» WHAT NEEDS TO BE DONE
Every line of the material is to be set down exactly as written.

» SUPPLIED RECORDS
-------------------------

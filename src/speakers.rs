//! Speaker registry: the set of peers whose beacons this engine has accepted.
//!
//! Each entry pins the source address the peer's first beacon arrived from;
//! a later beacon carrying the same UUID from any other address is rejected
//! as a spoof and never touches the entry. Entries live on a countdown that
//! every beacon resets and every receive-poll tick decrements — a speaker
//! whose beacons stop is aged out after roughly three missed beacons.

use std::collections::HashMap;

use crate::protocol::{BEACON_INTERVAL_TICKS, BEACON_LIVENESS_MULTIPLIER};

/// Ticks of life granted by an accepted beacon.
const ENTRY_LIFETIME_TICKS: u32 = BEACON_INTERVAL_TICKS * BEACON_LIVENESS_MULTIPLIER;

/// One known speaker, keyed externally by its instance-UUID string.
#[derive(Debug, Clone, PartialEq, Eq)]
pub struct SpeakerEntry {
    /// Source IPv4 address in dotted-quad form, pinned at first acceptance.
    pub addr: String,
    /// Whether this peer's sync messages are acted upon.
    pub listen: bool,
    /// Ticks until the entry expires.
    pub countdown: u32,
}

/// Outcome of feeding one received beacon into the registry.
#[derive(Debug, Clone, PartialEq, Eq)]
pub enum BeaconDisposition {
    /// Passphrase did not match; the registry was not touched.
    Mismatch,
    /// First beacon from this UUID; an entry was created.
    NewSpeaker { listen: bool },
    /// Refreshed an existing entry; nothing to tell the host.
    Known,
    /// Same UUID from a different address than the pinned one; rejected.
    Spoof { pinned: String },
}

/// Registry of live speakers.
#[derive(Debug, Default)]
pub struct SpeakerRegistry {
    entries: HashMap<String, SpeakerEntry>,
}

impl SpeakerRegistry {
    pub fn new() -> Self {
        SpeakerRegistry::default()
    }

    /// Feed one received beacon through the pinning and liveness rules.
    ///
    /// `auto_follow` is false in speaker mode (a speaker listens to no one);
    /// otherwise the first speaker ever seen is followed automatically and
    /// later ones start out ignored, leaving further choices to the host.
    pub fn observe_beacon(
        &mut self,
        uuid: &str,
        source_addr: &str,
        passphrase_ok: bool,
        auto_follow: bool,
    ) -> BeaconDisposition {
        if !passphrase_ok {
            return BeaconDisposition::Mismatch;
        }
        match self.entries.get_mut(uuid) {
            Some(entry) if entry.addr != source_addr => BeaconDisposition::Spoof {
                pinned: entry.addr.clone(),
            },
            Some(entry) => {
                entry.countdown = ENTRY_LIFETIME_TICKS;
                BeaconDisposition::Known
            }
            None => {
                let listen = auto_follow && self.entries.is_empty();
                self.entries.insert(
                    uuid.to_owned(),
                    SpeakerEntry {
                        addr: source_addr.to_owned(),
                        listen,
                        countdown: ENTRY_LIFETIME_TICKS,
                    },
                );
                BeaconDisposition::NewSpeaker { listen }
            }
        }
    }

    /// Set the listen flag for a known speaker; unknown UUIDs are ignored.
    pub fn listen(&mut self, uuid: &str, listen: bool) {
        if let Some(entry) = self.entries.get_mut(uuid) {
            entry.listen = listen;
        }
    }

    /// Age every entry by one tick. Entries reaching zero are removed and
    /// their UUIDs returned so the caller can report the departures.
    /// Victims are collected before removal so the traversal stays valid.
    pub fn age_tick(&mut self) -> Vec<String> {
        let mut departed = Vec::new();
        for (uuid, entry) in &mut self.entries {
            entry.countdown -= 1;
            if entry.countdown == 0 {
                departed.push(uuid.clone());
            }
        }
        for uuid in &departed {
            self.entries.remove(uuid);
        }
        departed
    }

    /// Empty the registry, returning every UUID so the caller can report
    /// each departure.
    pub fn clear_all(&mut self) -> Vec<String> {
        self.entries.drain().map(|(uuid, _)| uuid).collect()
    }

    pub fn lookup(&self, uuid: &str) -> Option<&SpeakerEntry> {
        self.entries.get(uuid)
    }

    pub fn len(&self) -> usize {
        self.entries.len()
    }

    pub fn is_empty(&self) -> bool {
        self.entries.is_empty()
    }
}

-------------------------

» SOLUTION TO THIS TASK
filename src/speakers.rs
//! Speaker registry: the set of peers whose beacons this engine has accepted.
//!
//! Each entry pins the source address the peer's first beacon arrived from;
//! a later beacon carrying the same UUID from any other address is rejected
//! as a spoof and never touches the entry. Entries live on a countdown that
//! every beacon resets and every receive-poll tick decrements — a speaker
//! whose beacons stop is aged out after roughly three missed beacons.

use std::collections::HashMap;

use crate::protocol::{BEACON_INTERVAL_TICKS, BEACON_LIVENESS_MULTIPLIER};

/// Ticks of life granted by an accepted beacon.
const ENTRY_LIFETIME_TICKS: u32 = BEACON_INTERVAL_TICKS * BEACON_LIVENESS_MULTIPLIER;

/// One known speaker, keyed externally by its instance-UUID string.
#[derive(Debug, Clone, PartialEq, Eq)]
pub struct SpeakerEntry {
    /// Source IPv4 address in dotted-quad form, pinned at first acceptance.
    pub addr: String,
    /// Whether this peer's sync messages are acted upon.
    pub listen: bool,
    /// Ticks until the entry expires.
    pub countdown: u32,
}

/// Outcome of feeding one received beacon into the registry.
#[derive(Debug, Clone, PartialEq, Eq)]
pub enum BeaconDisposition {
    /// Passphrase did not match; the registry was not touched.
    Mismatch,
    /// First beacon from this UUID; an entry was created.
    NewSpeaker { listen: bool },
    /// Refreshed an existing entry; nothing to tell the host.
    Known,
    /// Same UUID from a different address than the pinned one; rejected.
    Spoof { pinned: String },
}

/// Registry of live speakers.
#[derive(Debug, Default)]
pub struct SpeakerRegistry {
    entries: HashMap<String, SpeakerEntry>,
}

impl SpeakerRegistry {
    pub fn new() -> Self {
        SpeakerRegistry::default()
    }

    /// Feed one received beacon through the pinning and liveness rules.
    ///
    /// `auto_follow` is false in speaker mode (a speaker listens to no one);
    /// otherwise the first speaker ever seen is followed automatically and
    /// later ones start out ignored, leaving further choices to the host.
    pub fn observe_beacon(
        &mut self,
        uuid: &str,
        source_addr: &str,
        passphrase_ok: bool,
        auto_follow: bool,
    ) -> BeaconDisposition {
        if !passphrase_ok {
            return BeaconDisposition::Mismatch;
        }
        match self.entries.get_mut(uuid) {
            Some(entry) if entry.addr != source_addr => BeaconDisposition::Spoof {
                pinned: entry.addr.clone(),
            },
            Some(entry) => {
                entry.countdown = ENTRY_LIFETIME_TICKS;
                BeaconDisposition::Known
            }
            None => {
                let listen = auto_follow && self.entries.is_empty();
                self.entries.insert(
                    uuid.to_owned(),
                    SpeakerEntry {
                        addr: source_addr.to_owned(),
                        listen,
                        countdown: ENTRY_LIFETIME_TICKS,
                    },
                );
                BeaconDisposition::NewSpeaker { listen }
            }
        }
    }

    /// Set the listen flag for a known speaker; unknown UUIDs are ignored.
    pub fn listen(&mut self, uuid: &str, listen: bool) {
        if let Some(entry) = self.entries.get_mut(uuid) {
            entry.listen = listen;
        }
    }

    /// Age every entry by one tick. Entries reaching zero are removed and
    /// their UUIDs returned so the caller can report the departures.
    /// Victims are collected before removal so the traversal stays valid.
    pub fn age_tick(&mut self) -> Vec<String> {
        let mut departed = Vec::new();
        for (uuid, entry) in &mut self.entries {
            entry.countdown -= 1;
            if entry.countdown == 0 {
                departed.push(uuid.clone());
            }
        }
        for uuid in &departed {
            self.entries.remove(uuid);
        }
        departed
    }

    /// Empty the registry, returning every UUID so the caller can report
    /// each departure.
    pub fn clear_all(&mut self) -> Vec<String> {
        self.entries.drain().map(|(uuid, _)| uuid).collect()
    }

    pub fn lookup(&self, uuid: &str) -> Option<&SpeakerEntry> {
        self.entries.get(uuid)
    }

    pub fn len(&self) -> usize {
        self.entries.len()
    }

    pub fn is_empty(&self) -> bool {
        self.entries.is_empty()
    }
}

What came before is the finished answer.